Sarah Coles, Senior Personal Finance Analyst, Hargreaves Lansdown said “The high street banks will clobber mortgage borrowers, hiking their variable rates to the max as quickly as possible. Meanwhile, savers will grow old waiting for them to pass on rises in savings rates. And while we won’t see a vast number of accounts from other providers boosting rates overnight, there are better deals available for those who are prepared to shop around.”
“High street banks have suffered a couple of years of horribly squeezed margins, with rock bottom rates leaving them little room to manoeuvre. They’re likely to see this as an opportunity to get a bit of breathing space, and expand those margins, hiking costs for mortgage borrowers and leaving savers hanging.”

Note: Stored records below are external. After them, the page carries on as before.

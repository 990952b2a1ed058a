//! Handlers for the `/users` resource.

use axum::extract::{Path, Query, State};
use axum::Json;
use serde::Deserialize;
use trinity_core::roles::validate_role;
use trinity_core::status::validate_user_status;
use trinity_core::types::DbId;
use trinity_db::models::user::{UpdateProfile, UpdateUser, UserResponse};
use trinity_db::repositories::UserRepo;
use validator::Validate;

use crate::error::{AppError, AppResult};
use crate::middleware::auth::AuthUser;
use crate::middleware::rbac::{RequireAdmin, RequireManager};
use crate::query::PaginationParams;
use crate::response::DataResponse;
use crate::state::AppState;
use crate::validation::validate_request;

/// Request body for `PUT /users/me`.
#[derive(Debug, Deserialize, Validate)]
pub struct UpdateProfileRequest {
    #[validate(email(message = "must be a valid email address"))]
    pub email: Option<String>,
    #[validate(length(max = 32, message = "must be at most 32 characters"))]
    pub phone_number: Option<String>,
}

/// Request body for `PUT /users/{id}/status`.
#[derive(Debug, Deserialize)]
pub struct StatusRequest {
    pub status: String,
}

/// GET /api/v1/users/me
pub async fn me(
    State(state): State<AppState>,
    user: AuthUser,
) -> AppResult<Json<DataResponse<UserResponse>>> {
    let row = UserRepo::find_by_id(&state.pool, user.user_id)
        .await?
        .ok_or_else(|| AppError::not_found("User", user.user_id))?;
    Ok(Json(DataResponse { data: row.into() }))
}

/// PUT /api/v1/users/me
pub async fn update_me(
    State(state): State<AppState>,
    user: AuthUser,
    Json(input): Json<UpdateProfileRequest>,
) -> AppResult<Json<DataResponse<UserResponse>>> {
    validate_request(&input)?;
    let profile = UpdateProfile {
        email: input.email,
        phone_number: input.phone_number,
    };
    let row = UserRepo::update_profile(&state.pool, user.user_id, &profile)
        .await?
        .ok_or_else(|| AppError::not_found("User", user.user_id))?;
    Ok(Json(DataResponse { data: row.into() }))
}

/// GET /api/v1/users
pub async fn list(
    State(state): State<AppState>,
    RequireManager(_): RequireManager,
    Query(params): Query<PaginationParams>,
) -> AppResult<Json<DataResponse<Vec<UserResponse>>>> {
    let (limit, offset) = params.resolve();
    let users = UserRepo::list(&state.pool, limit, offset).await?;
    Ok(Json(DataResponse {
        data: users.into_iter().map(UserResponse::from).collect(),
    }))
}

/// GET /api/v1/users/{id}
pub async fn get_by_id(
    State(state): State<AppState>,
    RequireManager(_): RequireManager,
    Path(id): Path<DbId>,
) -> AppResult<Json<DataResponse<UserResponse>>> {
    let row = UserRepo::find_by_id(&state.pool, id)
        .await?
        .ok_or_else(|| AppError::not_found("User", id))?;
    Ok(Json(DataResponse { data: row.into() }))
}

/// PUT /api/v1/users/{id}
///
/// Admin-only: change role, department or status.
pub async fn update(
    State(state): State<AppState>,
    RequireAdmin(admin): RequireAdmin,
    Path(id): Path<DbId>,
    Json(input): Json<UpdateUser>,
) -> AppResult<Json<DataResponse<UserResponse>>> {
    if let Some(role) = &input.role {
        validate_role(role)?;
    }
    if let Some(status) = &input.status {
        validate_user_status(status)?;
    }
    let row = UserRepo::update(&state.pool, id, &input)
        .await?
        .ok_or_else(|| AppError::not_found("User", id))?;
    tracing::info!(user_id = id, admin_id = admin.user_id, "User updated");
    Ok(Json(DataResponse { data: row.into() }))
}

/// PUT /api/v1/users/{id}/status
pub async fn set_status(
    State(state): State<AppState>,
    RequireManager(_): RequireManager,
    Path(id): Path<DbId>,
    Json(input): Json<StatusRequest>,
) -> AppResult<Json<DataResponse<UserResponse>>> {
    validate_user_status(&input.status)?;
    let row = UserRepo::set_status(&state.pool, id, &input.status)
        .await?
        .ok_or_else(|| AppError::not_found("User", id))?;
    Ok(Json(DataResponse { data: row.into() }))
}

“Given that growth was only marginally lower than expected, unemployment fell and inflation was much higher than anticipated, the bank felt they had no alternative but to raise rates. With Omicron on the rise, they’re not entirely certain what impact it will have on global economies, but so far each successive wave has had a smaller impact than the last, so 8 out of 9 members of the committee decided that the need to nip inflation in the bud trumped Covid-related concerns – particularly given that there was a chance it could actually add to inflationary pressures. Only one member of the committee called for rates to remain where they were while the full impact of Omicron.”
Richard Eagling, Senior Personal Finance Expert at NerdWallet said “This decision won’t be good news for many households. Indeed, the cost of living is rising at a rapid rate. And if inflation continues to spiral, the BoE could be forced to increase the base rate much faster than expected – and this could be an even bigger blow for vulnerable households.”
“As such, it is vital that the BoE lays out a clear plan for interest rates in their monetary policy report. So too, must it set out a strategy to work closely with the Government to address rising inflation. Of course, the emergence of the Omicron variant has complicated matters, but action must be taken to begin restoring consumer confidence and get the UK economy back on track.”
“For now, households should remain calm, and seek help where necessary. There are debt charities such as StepChange on hand to help individuals in financial difficulty. Further, people can speak to creditors about possible repayment options, if they are concerned about meeting deadlines. Seeking help as early as possible will help to minimize financial damage later down the line.”
Richard Pike, Phoebus Software sales and marketing director, says “This may be seen as an unusual step at this time of the year, especially with the latest variant spreading across the country and further covid measures coming into force. The inevitable interest rate rise may have been something that many believed would not happen this side of the new year but, with inflation outpacing government targets, it appears there was little choice for the MPC this month.
“Although the unemployment rate continues to fall and wage-growth has picked up, the cost of living is increasing all the time and we are already seeing serious mortgage arrears rising and house prices starting to level out. We are once again heading into the new year with a huge level of uncertainty with many questions for which there are no answers at the moment. Will there be further lockdowns? Can the government even afford for that to happen again? It has to be said that if we don’t get Covid under control 2022 is going to be a struggle for many.”